:: Task description ::
Nothing after the line containing "use candle_nn::VarBuilder;" belongs in the answer; write out exactly every line from the start of the material up to it, including it.

-- Opening Marker --

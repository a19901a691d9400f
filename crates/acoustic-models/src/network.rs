//! AcousticNet: модель, собранная по [`Graph`] из слоёв `acoustic-layers`.
//!
//! Реализует [`AcousticModel`] trait для единого интерфейса со всеми архитектурами.

use std::path::Path;
use std::time::Instant;

use candle_core::{DType, Device, Module, ModuleT, Tensor};
use candle_nn::VarBuilder;
use tracing::{debug, info, warn};

use acoustic_core::{
    AcousticError, AcousticModel, AcousticResult, ArchitectureKind, ModelConfig, ModelSummary,
    model_files,
};
use acoustic_layers::{
    BatchNorm, Bidirectional, Conv1d, Gru, GruConfig, MaxPool1d, Recurrent, SimpleRnn,
    SimpleRnnConfig, TimeDistributedDense, softmax,
};

use crate::architectures::build_graph;
use crate::graph::{Graph, LayerKind, LayerSpec, RecurrentCell, RecurrentSpec};

/// Слой с загруженными весами.
enum Layer {
    Conv(Conv1d),
    Pool(MaxPool1d),
    Norm(BatchNorm),
    Recurrent(Box<dyn Recurrent>),
    Bidirectional(Bidirectional),
    Dense(TimeDistributedDense),
    Softmax,
}

impl Layer {
    fn load(spec: &LayerSpec, input_features: usize, vb: VarBuilder) -> candle_core::Result<Self> {
        let vb = vb.pp(&spec.name);
        let layer = match &spec.kind {
            LayerKind::Conv1d {
                filters,
                stage,
                activation,
            } => Layer::Conv(Conv1d::load(input_features, *filters, *stage, *activation, vb)?),
            LayerKind::MaxPool1d { stage } => Layer::Pool(MaxPool1d::new(*stage)),
            LayerKind::BatchNorm => Layer::Norm(BatchNorm::load(input_features, vb)?),
            LayerKind::Recurrent(r) => Layer::Recurrent(load_recurrent(input_features, r, vb)?),
            LayerKind::Bidirectional(r) => Layer::Bidirectional(Bidirectional::new(
                load_recurrent(input_features, r, vb.pp("forward"))?,
                load_recurrent(input_features, r, vb.pp("backward"))?,
            )),
            LayerKind::TimeDistributedDense { units } => {
                Layer::Dense(TimeDistributedDense::load(input_features, *units, vb)?)
            }
            LayerKind::Softmax => Layer::Softmax,
        };
        debug!("{} ({}) загружен", spec.name, spec.type_name());
        Ok(layer)
    }

    fn forward_t(&self, x: &Tensor, train: bool) -> candle_core::Result<Tensor> {
        match self {
            Layer::Conv(conv) => conv.forward(x),
            Layer::Pool(pool) => pool.forward(x),
            Layer::Norm(norm) => norm.forward_t(x, train),
            Layer::Recurrent(rnn) => rnn.run(x, false, train),
            Layer::Bidirectional(bi) => bi.forward_t(x, train),
            Layer::Dense(dense) => dense.forward(x),
            Layer::Softmax => softmax(x),
        }
    }
}

fn load_recurrent(
    input_features: usize,
    spec: &RecurrentSpec,
    vb: VarBuilder,
) -> candle_core::Result<Box<dyn Recurrent>> {
    Ok(match spec.cell {
        RecurrentCell::Gru => {
            let config = GruConfig::new(spec.units)
                .with_activation(spec.activation)
                .with_dropout(spec.dropout, spec.recurrent_dropout);
            Box::new(Gru::load(input_features, config, vb)?)
        }
        RecurrentCell::SimpleRnn => {
            let config = SimpleRnnConfig {
                units: spec.units,
                activation: spec.activation,
            };
            Box::new(SimpleRnn::load(input_features, config, vb)?)
        }
    })
}

/// Акустическая модель: признаки `(batch, time, input_dim)` →
/// вероятности символов `(batch, time', output_dim)`.
pub struct AcousticNet {
    config: ModelConfig,
    graph: Graph,
    layers: Vec<Layer>,
    dtype: DType,
    device: Device,
}

impl AcousticNet {
    /// Загрузить модель из директории.
    ///
    /// Ожидаемые файлы:
    /// - `config.json`: архитектура (без него используется `final`)
    /// - `model.safetensors` или шарды с `model.safetensors.index.json`
    pub fn load(model_dir: impl AsRef<Path>, device: &Device) -> AcousticResult<Self> {
        let model_dir = model_dir.as_ref();
        info!("Загрузка акустической модели из {:?}", model_dir);

        let config = match model_files::find_config(model_dir) {
            Some(path) => ModelConfig::from_file(path)?,
            None => {
                warn!("config.json не найден, использую конфигурацию final по умолчанию");
                ModelConfig::default()
            }
        };
        info!(
            "{}: {} (input_dim={}, output_dim={})",
            config.model_name,
            config.architecture.kind().display_name(),
            config.architecture.input_dim(),
            config.architecture.output_dim(),
        );

        let weights = model_files::resolve_weight_files(model_dir)?;
        let start = Instant::now();

        // Рекуррентные слои накапливают ошибку округления, поэтому всегда F32.
        let vb = unsafe { VarBuilder::from_mmaped_safetensors(&weights, DType::F32, device)? };
        let model = Self::from_var_builder(config, vb)?;

        info!(
            "{}: модель загружена за {:.2}с ({} параметров)",
            model.config.model_name,
            start.elapsed().as_secs_f64(),
            model.graph.total_params()
        );
        Ok(model)
    }

    /// Построить модель из произвольного `VarBuilder`.
    ///
    /// С `VarBuilder::from_varmap` отсутствующие веса создаются со
    /// стандартной инициализацией Keras (glorot uniform / нули).
    pub fn from_var_builder(config: ModelConfig, vb: VarBuilder) -> AcousticResult<Self> {
        let graph = build_graph(&config.model_name, &config.architecture)?;

        let mut layers = Vec::with_capacity(graph.layers.len());
        let mut features = graph.input_dim;
        for spec in &graph.layers {
            let layer = Layer::load(spec, features, vb.clone()).map_err(|e| {
                AcousticError::Model(format!("Слой {}: {e}", spec.name))
            })?;
            layers.push(layer);
            features = spec.output_features(features);
        }

        info!("\n{}", graph.summary());

        Ok(Self {
            dtype: vb.dtype(),
            device: vb.device().clone(),
            config,
            graph,
            layers,
        })
    }

    pub fn config(&self) -> &ModelConfig {
        &self.config
    }

    pub fn graph(&self) -> &Graph {
        &self.graph
    }

    pub fn device(&self) -> &Device {
        &self.device
    }

    /// Прямой проход; `train = true` включает dropout и статистики батча в BN.
    pub fn forward_t(&self, features: &Tensor, train: bool) -> AcousticResult<Tensor> {
        let (batch, time, dim) = features.dims3().map_err(|_| {
            AcousticError::Inference(format!(
                "Ожидается вход (batch, time, {}), получено {:?}",
                self.graph.input_dim,
                features.dims()
            ))
        })?;
        if dim != self.graph.input_dim {
            return Err(AcousticError::Inference(format!(
                "Размерность признаков {dim}, модель ожидает {}",
                self.graph.input_dim
            )));
        }

        let output_dim = self.graph.output_dim();
        if self.graph.output_length(Some(time))? == Some(0) {
            return Ok(Tensor::zeros((batch, 0, output_dim), self.dtype, &self.device)?);
        }

        let mut h = features.to_device(&self.device)?.to_dtype(self.dtype)?;
        for layer in &self.layers {
            h = layer.forward_t(&h, train)?;
        }
        Ok(h)
    }
}

impl AcousticModel for AcousticNet {
    fn name(&self) -> &str {
        &self.config.model_name
    }

    fn architecture(&self) -> ArchitectureKind {
        self.graph.architecture
    }

    fn input_dim(&self) -> usize {
        self.graph.input_dim
    }

    fn output_dim(&self) -> usize {
        self.graph.output_dim()
    }

    fn output_length(&self, input_length: Option<usize>) -> AcousticResult<Option<usize>> {
        self.graph.output_length(input_length)
    }

    fn summary(&self) -> ModelSummary {
        self.graph.summary()
    }

    fn forward(&self, features: &Tensor) -> AcousticResult<Tensor> {
        self.forward_t(features, false)
    }
}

-- Closing Marker --

:: Exercise solution ::
repository a19901a691d9400f
filename crates/acoustic-models/src/network.rs
//! AcousticNet: модель, собранная по [`Graph`] из слоёв `acoustic-layers`.
//!
//! Реализует [`AcousticModel`] trait для единого интерфейса со всеми архитектурами.

use std::path::Path;
use std::time::Instant;

use candle_core::{DType, Device, Module, ModuleT, Tensor};
use candle_nn::VarBuilder;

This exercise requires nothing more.